To make matters worse, it makes me ashamed that this 33 year-old person is a representative of Generation-X, my generation. I'm only four years older than this baby-making machine and I have not one single child (to the best of my knowledge.) Uggh, how scary would that be? Her attachment to my generation just adds to the whole negative connotations of people in the 28 to 48 year-old age group.

But in all the mess, it's the children I feel most for here.
Their innocence will be tainted by this media circus and the mere fact their mother is stark raving mad. Imagine future job interviews for one of these kids.

"Name?"

"Suleman, sir/ma'am. Jonah Suleman."

"Oh, I see. Say, you're one of the Octomom's test-tube offspring aren't ya boy?"

"Um, yeah."

"NEXT!"

You know I really do detest feeling cynical, but it's people with this kind of thinking that is ruining the planet. This is clearly a case of the stupid getting rewarded for their asinine behaviors.

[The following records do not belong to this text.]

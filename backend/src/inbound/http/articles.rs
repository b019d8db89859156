//! Articles endpoints.
//!
//! The listing payload omits `body`; the single-article payload carries it.
//! Both carry the derived `comment_count` as a JSON integer.

use actix_web::{web, HttpResponse};
use chrono::{DateTime, Utc};
use serde::{Deserialize, Serialize};

use super::bodies::IncVotesBody;
use super::error::ApiResult;
use super::state::HttpState;
use crate::domain::{Article, ArticleFilter, ArticleId, ArticleSort};

/// Raw query parameters of the article listing. Validation happens in the
/// clause builder, not in serde: an off-whitelist value must produce the
/// canonical 400, not an extraction error.
#[derive(Debug, Default, Deserialize)]
pub struct ListArticlesQuery {
    sort_by: Option<String>,
    order: Option<String>,
    author: Option<String>,
    topic: Option<String>,
}

#[derive(Serialize)]
struct ArticleListItemDto {
    article_id: ArticleId,
    title: String,
    topic: String,
    author: String,
    created_at: DateTime<Utc>,
    votes: i32,
    comment_count: i64,
}

impl From<Article> for ArticleListItemDto {
    fn from(article: Article) -> Self {
        Self {
            article_id: article.article_id,
            title: article.title,
            topic: article.topic,
            author: article.author,
            created_at: article.created_at,
            votes: article.votes,
            comment_count: article.comment_count,
        }
    }
}

#[derive(Serialize)]
struct ArticleDto {
    article_id: ArticleId,
    title: String,
    body: String,
    topic: String,
    author: String,
    created_at: DateTime<Utc>,
    votes: i32,
    comment_count: i64,
}

impl From<Article> for ArticleDto {
    fn from(article: Article) -> Self {
        Self {
            article_id: article.article_id,
            title: article.title,
            body: article.body,
            topic: article.topic,
            author: article.author,
            created_at: article.created_at,
            votes: article.votes,
            comment_count: article.comment_count,
        }
    }
}

#[derive(Serialize)]
struct ArticlesEnvelope {
    articles: Vec<ArticleListItemDto>,
}

#[derive(Serialize)]
struct ArticleEnvelope {
    article: ArticleDto,
}

/// `GET /api/articles` — sorted, optionally filtered listing, as
/// `{"articles": [...]}` without bodies.
pub async fn list_articles(
    state: web::Data<HttpState>,
    query: web::Query<ListArticlesQuery>,
) -> ApiResult<HttpResponse> {
    let query = query.into_inner();
    let sort = ArticleSort::from_params(query.sort_by.as_deref(), query.order.as_deref())?;
    let filter = ArticleFilter {
        author: query.author,
        topic: query.topic,
    };
    let articles = state.articles.list_articles(sort, &filter).await?;
    Ok(HttpResponse::Ok().json(ArticlesEnvelope {
        articles: articles.into_iter().map(ArticleListItemDto::from).collect(),
    }))
}

/// `GET /api/articles/{article_id}` — one article with body, as
/// `{"article": {...}}`.
pub async fn fetch_article(
    state: web::Data<HttpState>,
    path: web::Path<String>,
) -> ApiResult<HttpResponse> {
    let id = ArticleId::parse(&path.into_inner())?;
    let article = state.articles.fetch_article(id).await?;
    Ok(HttpResponse::Ok().json(ArticleEnvelope {
        article: ArticleDto::from(article),
    }))
}

/// `PATCH /api/articles/{article_id}` — apply `inc_votes` and return the
/// updated article.
pub async fn patch_article_votes(
    state: web::Data<HttpState>,
    path: web::Path<String>,
    body: web::Json<IncVotesBody>,
) -> ApiResult<HttpResponse> {
    let id = ArticleId::parse(&path.into_inner())?;
    let article = state.articles.adjust_votes(id, body.inc_votes).await?;
    Ok(HttpResponse::Ok().json(ArticleEnvelope {
        article: ArticleDto::from(article),
    }))
}

#[cfg(test)]
mod tests {
    use super::*;
    use chrono::TimeZone;

    fn sample_article() -> Article {
        Article {
            article_id: ArticleId::new(1),
            title: "Living with a borrow checker".into(),
            body: "It gets easier.".into(),
            topic: "rust".into(),
            author: "marmalade_sky".into(),
            created_at: Utc.with_ymd_and_hms(2023, 6, 1, 12, 0, 0).single().expect("valid"),
            votes: 100,
            comment_count: 3,
        }
    }

    #[rstest::rstest]
    fn listing_item_omits_body() {
        let value =
            serde_json::to_value(ArticleListItemDto::from(sample_article())).expect("serialise");
        assert!(value.get("body").is_none());
        assert_eq!(value["comment_count"], 3);
        assert_eq!(value["article_id"], 1);
    }

    #[rstest::rstest]
    fn single_article_carries_body_and_count() {
        let value = serde_json::to_value(ArticleDto::from(sample_article())).expect("serialise");
        assert_eq!(value["body"], "It gets easier.");
        assert_eq!(value["votes"], 100);
        assert_eq!(value["comment_count"], 3);
    }
}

I just hope the stupid stop breeding and popping out babies like Pez dispensers long enough for the intelligent people to catch up in numbers. But I suppose that's never gonna happen when the ignorant don't even realize that birth control exists yet, or if they do, they consider it "unnatural" and a "sin."

Mmkay. So...how do I follow that up?

See ya whenever I have an article that tops this one.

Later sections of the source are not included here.